Another interesting detail from the same Av Week article. "Russian officials say it can locate missile launch sites and predict trajectories by transmitting data to computing complexes near Moscow."
Wow. A multi million ruble system doesn't have the on site computing power to compute trajectories, launch points and impact points? In the year it was built (1985) or today? Russian anti ballistic missile defense relies upon the phone lines from Azerbaijan to Moscow staying up under nuclear attack? Is a system that vulnerable to enemy action even worth building?
Could it be that the Russians were incapable of providing the necessary on-site computer power back in 1985? Did the Russians only have one main frame computer in Moscow to serve the entire anti ballistic missile system?

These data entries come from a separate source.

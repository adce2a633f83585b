//! Core simulation loop.
//!
//! One call to [`Simulation::tick`] advances the world by exactly one step
//! and returns the events produced during that step. Nothing runs between
//! ticks; the caller decides how fast to drive the loop, from real-time
//! pacing to one tick per external command.
//!
//! # Determinism
//!
//! - Positional math is fixed-point ([`Fixed`])
//! - Every random decision goes through the injected [`RandomSource`]
//! - Buildings, soldiers, spawns and agents are processed in stored order
//!
//! Two simulations built from the same config, seed and map produce the
//! same [`state_hash`](Simulation::state_hash) after the same ticks.
//!
//! # Example
//!
//! ```
//! use conquest_core::config::SimConfig;
//! use conquest_core::map::{BuildingSpec, MapData};
//! use conquest_core::simulation::Simulation;
//!
//! let map = MapData {
//!     buildings: vec![
//!         BuildingSpec::new(100.0, 100.0, "player", 50),
//!         BuildingSpec::new(400.0, 100.0, "enemy", 50),
//!     ],
//!     ..MapData::default()
//! };
//!
//! let mut sim = Simulation::from_map(SimConfig::default(), &map);
//! assert!(sim.send_troops(0, 1).unwrap());
//! let events = sim.tick();
//! assert_eq!(events.len(), 1);
//! ```

use std::collections::hash_map::DefaultHasher;
use std::collections::{BTreeSet, HashMap};
use std::hash::{Hash, Hasher};

use tracing::{debug, info};

use crate::ai::AiAgent;
use crate::buildings::{Building, BuildingId};
use crate::config::SimConfig;
use crate::error::{GameError, Result};
use crate::events::{Outcome, SimEvent, TickEvents};
use crate::factions::Team;
use crate::geometry::{segment_intersects_rect, Rect};
use crate::map::MapData;
use crate::math::{Fixed, Vec2Fixed};
use crate::random::{RandomSource, SeededRandom};
use crate::snapshot::WorldSnapshot;
use crate::soldiers::{HitOutcome, ScheduledSpawn, Soldier};

/// Obstruction cache key: both endpoints rounded to whole units, in
/// canonical order so a path and its reverse share an entry.
type PathKey = ((i32, i32), (i32, i32));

By way of comparison, the US had a mobile anti artillery radar project in 1975 (ten years earlier) that detected and tracked artillery shells in flight, and computed launch and impact points all using a smallish 16 bit mini computer (AN/UYK-20). ICBM re entry vehicles move the same way as artillery shells; the trajectory computations are exactly the same for both objects. I programmed this beastie and the software could aim the phased array radars and do trajectory computation at the same time. The whole computer was the physical size of three modern desktops and was in the IBM PC class (4.77 Mhz 8088, 128K bytes ram) for computing power.

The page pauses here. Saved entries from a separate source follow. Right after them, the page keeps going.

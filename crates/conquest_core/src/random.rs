//! Injectable randomness.
//!
//! The simulation draws every random decision through [`RandomSource`]:
//! bunker blocks, the AI's attacker pick and its occasional sub-optimal
//! target. A seeded source makes whole games reproducible; tests swap in
//! a scripted source to force a particular branch.

use rand::rngs::StdRng;
use rand::{Rng, SeedableRng};

/// Source of the simulation's random decisions.
pub trait RandomSource {
    /// Returns true with probability `p`. Values outside `[0, 1]` clamp.
    fn chance(&mut self, p: f64) -> bool;

    /// Uniform index in `0..len`. `len` must be non-zero.
    fn pick(&mut self, len: usize) -> usize;
}

/// Default source backed by a seeded [`StdRng`].
#[derive(Debug, Clone)]
pub struct SeededRandom {
    rng: StdRng,
}

impl SeededRandom {
    /// Create a source from a 64-bit seed.
    #[must_use]
    pub fn new(seed: u64) -> Self {
        Self {
            rng: StdRng::seed_from_u64(seed),
        }
    }
}

impl RandomSource for SeededRandom {
    fn chance(&mut self, p: f64) -> bool {
        if p.is_nan() {
            return false;
        }
        self.rng.random_bool(p.clamp(0.0, 1.0))
    }

    fn pick(&mut self, len: usize) -> usize {
        if len <= 1 {
            return 0;
        }
        self.rng.random_range(0..len)
    }
}

impl<R: RandomSource + ?Sized> RandomSource for &mut R {
    fn chance(&mut self, p: f64) -> bool {
        (**self).chance(p)
    }

    fn pick(&mut self, len: usize) -> usize {
        (**self).pick(len)
    }
}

In short, an small mobile American system from 1975 could compute trajectories, and a larger stationary Russian system from 1985 could not.

1 comment:

Kestra said...

This may not be inefficiency on the Russian's part; it could be strategic. Azarbijan and the surrounding neighborhood are not what Moscow would consider (now or in 1985) to be the most secrue area of the Empire. Also, Moscow likes keeping its best people nearby, i.e. In Moscow. They may have just not trusted Azarbijani technicians enought to trust them with the technology, or not have wanted to up-root their best tech guys and send them off to God-Knows-Where, the Caucauses. Of course, its very likely the Russians were just behind in technology at that point, but it may not have been the only reason.